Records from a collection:
□ □ □ □ □ □ □
//! Command tables: the fixed mapping from literal input to canned output.
//!
//! A table is built once per console and never changes afterwards. Keys are
//! matched exactly against the trimmed input, arguments included, so
//! `echo hello` and `echo  hello` are different commands.

use std::collections::BTreeMap;

use crate::config::{CLEAR_COMMAND, DEFAULT_SHELL_NAME};
use crate::core::error::ConfigError;
use crate::utils::clock;

// =============================================================================
// Responses
// =============================================================================

/// Values computed at resolution time instead of stored literally.
#[derive(Clone, Copy, Debug, PartialEq, Eq)]
pub enum Dynamic {
    /// Current local date and time. Not deterministic.
    Timestamp,
}

impl Dynamic {
    pub fn render(self) -> String {
        match self {
            Self::Timestamp => clock::now_locale(),
        }
    }
}

/// What a table entry produces when its command is submitted.
#[derive(Clone, Debug, PartialEq, Eq)]
pub enum Response {
    /// Literal output. An empty string means the command is silent.
    Text(String),
    /// Wipe the transcript, including the command line itself.
    Clear,
    /// Output computed on every lookup.
    Dynamic(Dynamic),
}

impl Response {
    pub fn text(s: impl Into<String>) -> Self {
        Self::Text(s.into())
    }

    pub fn silent() -> Self {
        Self::Text(String::new())
    }
}

/// Message synthesized for commands missing from the table.
#[derive(Clone, Debug, PartialEq, Eq)]
pub enum Fallback {
    /// `<shell>: <command>: command not found`
    CommandNotFound { shell: String },
    /// `Command '<command>' executed successfully`
    ExecutedSuccessfully,
}

impl Fallback {
    pub fn message(&self, command: &str) -> String {
        match self {
            Self::CommandNotFound { shell } => format!("{}: {}: command not found", shell, command),
            Self::ExecutedSuccessfully => format!("Command '{}' executed successfully", command),
        }
    }
}

impl Default for Fallback {
    fn default() -> Self {
        Self::CommandNotFound {
            shell: DEFAULT_SHELL_NAME.to_string(),
        }
    }
}

// =============================================================================
// CommandTable
// =============================================================================

/// Immutable command table with its fallback policy.
#[derive(Clone, Debug, PartialEq, Eq)]
pub struct CommandTable {
    entries: BTreeMap<String, Response>,
    fallback: Fallback,
}

impl CommandTable {
    /// Build a table from `(command, response)` pairs.
    ///
    /// Keys must be non-empty and already trimmed, otherwise they could never
    /// be matched by a submitted command.
    pub fn new<I, K>(entries: I, fallback: Fallback) -> Result<Self, ConfigError>
    where
        I: IntoIterator<Item = (K, Response)>,
        K: Into<String>,
    {
        let mut map = BTreeMap::new();
        for (key, response) in entries {
            let key = key.into();
            if key.trim().is_empty() {
                return Err(ConfigError::EmptyCommand);
            }
            if key.trim() != key {
                return Err(ConfigError::UntrimmedCommand(key));
            }
            map.insert(key, response);
        }
        Ok(Self {
            entries: map,
            fallback,
        })
    }

    /// The museum's general-purpose terminal table.
    pub fn museum() -> Self {
        let entries = [
            ("ls", Response::text("Documents  Downloads  Pictures  Music  Videos")),
            ("pwd", Response::text("/home/user")),
            ("whoami", Response::text("user")),
            ("date", Response::Dynamic(Dynamic::Timestamp)),
            ("uname", Response::text("Linux")),
            ("echo hello", Response::text("hello")),
            (CLEAR_COMMAND, Response::Clear),
            (
                "help",
                Response::text(
                    "Available commands: ls, pwd, whoami, date, uname, echo, clear, help",
                ),
            ),
        ];
        Self {
            entries: entries
                .into_iter()
                .map(|(k, v)| (k.to_string(), v))
                .collect(),
            fallback: Fallback::default(),
        }
    }

    /// Exact-match lookup.
    pub fn get(&self, command: &str) -> Option<&Response> {
        self.entries.get(command)
    }

    pub fn fallback(&self) -> &Fallback {
        &self.fallback
    }

    /// All command keys in sorted order.
    pub fn commands(&self) -> impl Iterator<Item = &str> {
        self.entries.keys().map(String::as_str)
    }

    pub fn len(&self) -> usize {
        self.entries.len()
    }

    pub fn is_empty(&self) -> bool {
        self.entries.is_empty()
    }
}

impl Default for CommandTable {
    fn default() -> Self {
        Self::museum()
    }
}

// =============================================================================
// Tests
// =============================================================================

#[cfg(test)]
mod tests {
    use super::*;

    #[test]
    fn test_museum_table_contents() {
        let table = CommandTable::museum();
        assert_eq!(table.len(), 8);
        assert_eq!(table.get("pwd"), Some(&Response::text("/home/user")));
        assert_eq!(table.get("clear"), Some(&Response::Clear));
        assert_eq!(
            table.get("date"),
            Some(&Response::Dynamic(Dynamic::Timestamp))
        );
        assert_eq!(table.get("echo"), None);
        assert_eq!(table.get("LS"), None);
    }

    #[test]
    fn test_commands_sorted() {
        let table = CommandTable::museum();
        let commands: Vec<&str> = table.commands().collect();
        assert_eq!(commands.first(), Some(&"clear"));
        assert_eq!(commands.last(), Some(&"whoami"));
    }

    #[test]
    fn test_rejects_empty_key() {
        let err = CommandTable::new([("  ", Response::silent())], Fallback::default());
        assert_eq!(err, Err(ConfigError::EmptyCommand));
    }

    #[test]
    fn test_rejects_untrimmed_key() {
        let err = CommandTable::new([("ls ", Response::silent())], Fallback::default());
        assert_eq!(err, Err(ConfigError::UntrimmedCommand("ls ".to_string())));
    }

    #[test]
    fn test_fallback_messages() {
        assert_eq!(
            Fallback::default().message("foo"),
            "bash: foo: command not found"
        );
        let zsh = Fallback::CommandNotFound {
            shell: "zsh".to_string(),
        };
        assert_eq!(zsh.message("rm -rf /"), "zsh: rm -rf /: command not found");
        assert_eq!(
            Fallback::ExecutedSuccessfully.message("mkdir x"),
            "Command 'mkdir x' executed successfully"
        );
    }

    #[test]
    fn test_timestamp_is_rendered() {
        assert!(!Dynamic::Timestamp.render().is_empty());
    }
}
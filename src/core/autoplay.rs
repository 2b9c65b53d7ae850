//! Auto-play of seeded console commands.
//!
//! A console may be mounted with commands that submit themselves one after
//! another. The sequence runs as a single task: wait, check the handle,
//! submit, repeat. Cancelling the [`AutoPlayHandle`] (on view teardown or
//! session reset) guarantees that no further command is submitted, even if
//! a timer is already in flight.
//!
//! The runner is generic over the sleep function so the browser can drive
//! it with `gloo_timers` while tests drive it with ready futures.

use std::future::Future;
use std::sync::Arc;
use std::sync::atomic::{AtomicBool, Ordering};
use std::time::Duration;

use leptos::logging::log;

use crate::config::autoplay::{INITIAL_DELAY_MS, INTERVAL_MS};

// ============================================================================
// AutoPlayHandle
// ============================================================================

/// Cancellation handle shared between a session and its auto-play task.
#[derive(Clone, Debug, Default)]
pub struct AutoPlayHandle {
    cancelled: Arc<AtomicBool>,
}

impl AutoPlayHandle {
    pub fn new() -> Self {
        Self::default()
    }

    /// Stop the sequence. Idempotent.
    pub fn cancel(&self) {
        self.cancelled.store(true, Ordering::Relaxed);
    }

    pub fn is_cancelled(&self) -> bool {
        self.cancelled.load(Ordering::Relaxed)
    }
}

// ============================================================================
// AutoPlay
// ============================================================================

/// An ordered list of commands and the delays between them.
#[derive(Clone, Debug, PartialEq, Eq)]
pub struct AutoPlay {
    commands: Vec<String>,
    initial_delay: Duration,
    interval: Duration,
}

/// How an auto-play run ended.
#[derive(Clone, Copy, Debug, PartialEq, Eq)]
pub enum AutoPlayOutcome {
    /// Every command was submitted.
    Completed { fired: usize },
    /// The handle was cancelled after `fired` submissions.
    Cancelled { fired: usize },
}

impl AutoPlay {
    /// Sequence with the default timing: first command immediately, then
    /// one per second.
    pub fn new(commands: Vec<String>) -> Self {
        Self {
            commands,
            initial_delay: Duration::from_millis(INITIAL_DELAY_MS),
            interval: Duration::from_millis(INTERVAL_MS),
        }
    }

    pub fn with_interval(mut self, interval: Duration) -> Self {
        self.interval = interval;
        self
    }

    pub fn with_initial_delay(mut self, delay: Duration) -> Self {
        self.initial_delay = delay;
        self
    }

    pub fn commands(&self) -> &[String] {
        &self.commands
    }

    pub fn len(&self) -> usize {
        self.commands.len()
    }

    pub fn is_empty(&self) -> bool {
        self.commands.is_empty()
    }

    /// Wait before the command at `index`.
    pub fn delay_before(&self, index: usize) -> Duration {
        if index == 0 {
            self.initial_delay
        } else {
            self.interval
        }
    }

    /// Run the sequence.
    ///
    /// For each command: await `sleep(delay)`, then submit it with `submit`
    /// unless `handle` was cancelled meanwhile. Commands fire strictly in
    /// order and never overlap.
    pub async fn run<S, Fut, F>(
        &self,
        handle: &AutoPlayHandle,
        mut sleep: S,
        mut submit: F,
    ) -> AutoPlayOutcome
    where
        S: FnMut(Duration) -> Fut,
        Fut: Future<Output = ()>,
        F: FnMut(&str),
    {
        let mut fired = 0;
        for (index, command) in self.commands.iter().enumerate() {
            if handle.is_cancelled() {
                break;
            }
            sleep(self.delay_before(index)).await;
            if handle.is_cancelled() {
                break;
            }
            submit(command);
            fired += 1;
        }

        if fired == self.commands.len() {
            AutoPlayOutcome::Completed { fired }
        } else {
            log!("auto-play cancelled after {} of {} commands", fired, self.commands.len());
            AutoPlayOutcome::Cancelled { fired }
        }
    }
}

// ============================================================================
// Tests
// ============================================================================
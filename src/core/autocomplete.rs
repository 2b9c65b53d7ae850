//! Tab completion against a console's command table.
//!
//! Completion only helps the visitor type a known command; resolution stays
//! exact-match. Because table keys may include arguments (`echo hello`),
//! the whole input line is completed, not just the first word.

use crate::core::CommandTable;

// ============================================================================
// Public Types
// ============================================================================

/// Result of an autocomplete attempt.
#[derive(Clone, Debug, PartialEq)]
pub enum AutocompleteResult {
    /// Single match - complete with this value.
    Single(String),
    /// Multiple matches - (common_prefix, all_matches).
    Multiple(String, Vec<String>),
    /// No matches found.
    None,
}

// ============================================================================
// Completion
// ============================================================================

/// Complete `input` against the commands of `table`.
///
/// Empty input never completes; an input that already equals a command with
/// no longer alternatives is returned as a single match.
pub fn autocomplete(input: &str, table: &CommandTable) -> AutocompleteResult {
    if input.trim().is_empty() {
        return AutocompleteResult::None;
    }

    let matches: Vec<String> = table
        .commands()
        .filter(|cmd| cmd.starts_with(input))
        .map(str::to_string)
        .collect();

    match matches.len() {
        0 => AutocompleteResult::None,
        1 => AutocompleteResult::Single(matches[0].clone()),
        _ => AutocompleteResult::Multiple(find_common_prefix(&matches), matches),
    }
}

/// Ghost-text hint: the untyped remainder of the only matching command.
pub fn get_hint(input: &str, table: &CommandTable) -> Option<String> {
    match autocomplete(input, table) {
        AutocompleteResult::Single(cmd) if cmd.len() > input.len() => {
            Some(cmd[input.len()..].to_string())
        }
        _ => None,
    }
}

// ============================================================================
// Utilities
// ============================================================================

/// Find the common prefix of multiple strings.
fn find_common_prefix(strings: &[String]) -> String {
    let Some(first) = strings.first() else {
        return String::new();
    };

    let mut prefix_len = first.len();
    for s in &strings[1..] {
        prefix_len = first
            .char_indices()
            .zip(s.chars())
            .take_while(|((i, a), b)| *i < prefix_len && a == b)
            .map(|((i, a), _)| i + a.len_utf8())
            .last()
            .unwrap_or(0);
    }

    first[..prefix_len].to_string()
}

// ============================================================================
// Tests
// ============================================================================

#[cfg(test)]
mod tests {
    use super::*;
    use crate::core::{Fallback, Response};

    #[test]
    fn test_single_match() {
        let table = CommandTable::museum();
        assert_eq!(
            autocomplete("who", &table),
            AutocompleteResult::Single("whoami".to_string())
        );
        assert_eq!(
            autocomplete("echo", &table),
            AutocompleteResult::Single("echo hello".to_string())
        );
    }

    #[test]
    fn test_multiple_matches() {
        let table = CommandTable::new(
            [
                ("cd /home", Response::silent()),
                ("cd ~", Response::silent()),
                ("cat newfile.txt", Response::text("x")),
            ],
            Fallback::default(),
        )
        .unwrap();
        match autocomplete("cd", &table) {
            AutocompleteResult::Multiple(common, matches) => {
                assert_eq!(common, "cd ");
                assert_eq!(matches, vec!["cd /home".to_string(), "cd ~".to_string()]);
            }
            other => panic!("Expected multiple matches, got {:?}", other),
        }
    }

    #[test]
    fn test_no_match() {
        let table = CommandTable::museum();
        assert_eq!(autocomplete("xyz", &table), AutocompleteResult::None);
        assert_eq!(autocomplete("", &table), AutocompleteResult::None);
        assert_eq!(autocomplete("   ", &table), AutocompleteResult::None);
    }

    #[test]
    fn test_hint() {
        let table = CommandTable::museum();
        assert_eq!(get_hint("wh", &table), Some("oami".to_string()));
        assert_eq!(get_hint("whoami", &table), None);
        assert_eq!(get_hint("zz", &table), None);
    }

    #[test]
    fn test_find_common_prefix() {
        let strings = vec![
            "hello".to_string(),
            "help".to_string(),
            "helicopter".to_string(),
        ];
        assert_eq!(find_common_prefix(&strings), "hel");
        assert_eq!(find_common_prefix(&[]), "");
        assert_eq!(find_common_prefix(&["ab".to_string(), "xy".to_string()]), "");
    }
}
□ □ □ □ □ □ □
About this exercise:
Your answer must consist solely of the lines above between the line holding "command is submitted." and the line holding "for (key, response)", inclusive, copied exactly.

Answer:
/// What a table entry produces when its command is submitted.
#[derive(Clone, Debug, PartialEq, Eq)]
pub enum Response {
    /// Literal output. An empty string means the command is silent.
    Text(String),
    /// Wipe the transcript, including the command line itself.
    Clear,
    /// Output computed on every lookup.
    Dynamic(Dynamic),
}

impl Response {
    pub fn text(s: impl Into<String>) -> Self {
        Self::Text(s.into())
    }

    pub fn silent() -> Self {
        Self::Text(String::new())
    }
}

/// Message synthesized for commands missing from the table.
#[derive(Clone, Debug, PartialEq, Eq)]
pub enum Fallback {
    /// `<shell>: <command>: command not found`
    CommandNotFound { shell: String },
    /// `Command '<command>' executed successfully`
    ExecutedSuccessfully,
}

impl Fallback {
    pub fn message(&self, command: &str) -> String {
        match self {
            Self::CommandNotFound { shell } => format!("{}: {}: command not found", shell, command),
            Self::ExecutedSuccessfully => format!("Command '{}' executed successfully", command),
        }
    }
}

impl Default for Fallback {
    fn default() -> Self {
        Self::CommandNotFound {
            shell: DEFAULT_SHELL_NAME.to_string(),
        }
    }
}

// =============================================================================
// CommandTable
// =============================================================================

/// Immutable command table with its fallback policy.
#[derive(Clone, Debug, PartialEq, Eq)]
pub struct CommandTable {
    entries: BTreeMap<String, Response>,
    fallback: Fallback,
}

impl CommandTable {
    /// Build a table from `(command, response)` pairs.
    ///
    /// Keys must be non-empty and already trimmed, otherwise they could never
    /// be matched by a submitted command.
    pub fn new<I, K>(entries: I, fallback: Fallback) -> Result<Self, ConfigError>
    where
        I: IntoIterator<Item = (K, Response)>,
        K: Into<String>,
    {
        let mut map = BTreeMap::new();
        for (key, response) in entries {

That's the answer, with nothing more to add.